Collected data:

+--

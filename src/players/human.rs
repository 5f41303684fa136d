use super::player::Player;
use crate::cards::card::Card;
use crate::cards::strength::Strength;
use crate::gameplay::deck::Deck;
use crate::gameplay::hand::{playable, Hand, HANDS_PER_SEAT};
use crate::gameplay::seat::Seat;
use dialoguer::Select;

/// Interactive seat driven through terminal prompts.
pub struct Human;

fn render(cards: &[Card]) -> String {
    cards.iter().map(|c| c.to_string()).collect::<Vec<String>>().join(" ")
}

impl Player for Human {
    fn place(&mut self, draw: Card, mine: &[Hand; HANDS_PER_SEAT], theirs: &[Hand; HANDS_PER_SEAT], _: &Deck, seat: Seat) -> usize {
        let open = playable(mine);
        let choices = open
            .iter()
            .map(|&i| format!("column {}: {}({})", i, mine[i], mine[i].strength().ranking()))
            .collect::<Vec<String>>();
        for (i, hand) in theirs.iter().enumerate() {
            println!("rival column {}: {}", i, render(hand.cards_seen_by(seat)));
        }
        let selection = Select::new()
            .with_prompt(format!("\nYOU DREW {}", draw))
            .report(false)
            .items(choices.as_slice())
            .default(0)
            .interact()
            .unwrap();
        open[selection]
    }

    fn exchange(&mut self, draw: Card, theirs: &[Hand; HANDS_PER_SEAT], _: &[Hand; HANDS_PER_SEAT], _: &Deck, seat: Seat) -> Option<usize> {
        let mut choices = theirs
            .iter()
            .enumerate()
            .map(|(i, hand)| {
                let seen = hand.cards_seen_by(seat);
                format!("swap into rival column {}: {} ({})", i, render(seen), Strength::from(seen).ranking())
            })
            .collect::<Vec<String>>();
        choices.push("keep the card out of play".to_string());
        let selection = Select::new()
            .with_prompt(format!("\nYOU DREW {}", draw))
            .report(false)
            .items(choices.as_slice())
            .default(0)
            .interact()
            .unwrap();
        (selection < HANDS_PER_SEAT).then_some(selection)
    }
}
use super::player::Player;
use crate::cards::card::Card;
use crate::cards::strength::Strength;
use crate::gameplay::deck::Deck;
use crate::gameplay::hand::{playable, Hand, HAND_SIZE, HANDS_PER_SEAT};
use crate::gameplay::seat::Seat;

/// Weighs each legal column by how much the drawn card lifts its category,
/// how threatening the paired rival column already looks, and the odds of
/// still completing a flush with what the deck (from this seat's vantage)
/// could yet supply. Exchanges sabotage the rival column whose visible cards
/// run strongest.
pub struct Heuristic;

impl Heuristic {
    fn improvement(hand: &Hand, draw: Card) -> f32 {
        let before = u8::from(hand.strength().ranking()) as f32;
        let after = u8::from(hand.potential(draw).ranking()) as f32;
        after - before
    }

    /// the rival column is judged on its visible cards only
    fn threat(rival: &Hand, seat: Seat) -> f32 {
        u8::from(Strength::from(rival.cards_seen_by(seat)).ranking()) as f32
    }

    fn flush_odds(hand: &Hand, draw: Card, deck: &Deck, seat: Seat) -> f32 {
        let suited = hand
            .cards_seen_by(hand.owner())
            .iter()
            .all(|c| c.suit() == draw.suit());
        if !suited {
            return 0.0;
        }
        let needed = (HAND_SIZE - hand.size() - 1) as f32;
        if needed > deck.suit_left(draw.suit(), seat) as f32 {
            return 0.0;
        }
        needed / deck.remaining() as f32
    }
}

impl Player for Heuristic {
    fn place(&mut self, draw: Card, mine: &[Hand; HANDS_PER_SEAT], theirs: &[Hand; HANDS_PER_SEAT], deck: &Deck, seat: Seat) -> usize {
        let open = playable(mine);
        let mut best = open[0];
        let mut high = f32::NEG_INFINITY;
        for i in open {
            let score = Self::improvement(&mine[i], draw) - Self::threat(&theirs[i], seat)
                + Self::flush_odds(&mine[i], draw, deck, seat);
            if score > high {
                high = score;
                best = i;
            }
        }
        best
    }

    fn exchange(&mut self, _: Card, theirs: &[Hand; HANDS_PER_SEAT], _: &[Hand; HANDS_PER_SEAT], _: &Deck, seat: Seat) -> Option<usize> {
        theirs
            .iter()
            .enumerate()
            .max_by_key(|(_, hand)| Strength::from(hand.cards_seen_by(seat)))
            .map(|(i, _)| i)
    }
}

#[cfg(test)]
mod tests {
    use super::*;

    fn column(owner: Seat, cards: &[&str]) -> Hand {
        let mut hand = Hand::new(owner);
        for card in cards {
            hand.add(Card::from(*card));
        }
        hand
    }

    #[test]
    fn chases_the_pair_over_the_dead_column() {
        let ref mut player = Heuristic;
        let mine = [
            column(Seat::One, &["2c"]),
            column(Seat::One, &["9s"]),
            column(Seat::One, &["5h"]),
            column(Seat::One, &["Jd"]),
            column(Seat::One, &["Kc"]),
        ];
        let theirs: [Hand; HANDS_PER_SEAT] = std::array::from_fn(|_| Hand::new(Seat::Two));
        let deck = Deck::from(vec![Card::from("3d")]);
        let choice = player.place(Card::from("9d"), &mine, &theirs, &deck, Seat::One);
        assert_eq!(choice, 1);
    }

    #[test]
    fn avoids_feeding_a_threatened_pairing() {
        let ref mut player = Heuristic;
        let mine = [
            column(Seat::One, &["9s"]),
            column(Seat::One, &["9c"]),
            column(Seat::One, &["5h"]),
            column(Seat::One, &["Jd"]),
            column(Seat::One, &["Kc"]),
        ];
        let theirs = [
            column(Seat::Two, &["Ah", "As"]),
            column(Seat::Two, &["2d"]),
            column(Seat::Two, &["3s"]),
            column(Seat::Two, &["4h"]),
            column(Seat::Two, &["6h"]),
        ];
        let deck = Deck::from(vec![Card::from("3d")]);
        // both nines pair equally well; the rival pair behind column 0 tips
        // the choice to column 1
        let choice = player.place(Card::from("9d"), &mine, &theirs, &deck, Seat::One);
        assert_eq!(choice, 1);
    }

    #[test]
    fn sabotages_the_strongest_visible_column() {
        let ref mut player = Heuristic;
        let mine: [Hand; HANDS_PER_SEAT] = std::array::from_fn(|_| Hand::new(Seat::One));
        let theirs = [
            column(Seat::Two, &["2c", "7d"]),
            column(Seat::Two, &["Qs", "Qd"]),
            column(Seat::Two, &["5h", "6h"]),
            column(Seat::Two, &["Jd", "4c"]),
            column(Seat::Two, &["Kc", "8s"]),
        ];
        let deck = Deck::from(vec![]);
        let target = player.exchange(Card::from("3d"), &theirs, &mine, &deck, Seat::One);
        assert_eq!(target, Some(1));
    }
}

+--

### [Required work]
All lines from the one containing "let mine: [Hand;" through the last line of the data, both included, are to be retyped exactly, and no other line belongs in the answer.

### [Output of the task]
        let mine: [Hand; HANDS_PER_SEAT] = std::array::from_fn(|_| Hand::new(Seat::One));
        let theirs = [
            column(Seat::Two, &["2c", "7d"]),
            column(Seat::Two, &["Qs", "Qd"]),
            column(Seat::Two, &["5h", "6h"]),
            column(Seat::Two, &["Jd", "4c"]),
            column(Seat::Two, &["Kc", "8s"]),
        ];
        let deck = Deck::from(vec![]);
        let target = player.exchange(Card::from("3d"), &theirs, &mine, &deck, Seat::One);
        assert_eq!(target, Some(1));
    }
}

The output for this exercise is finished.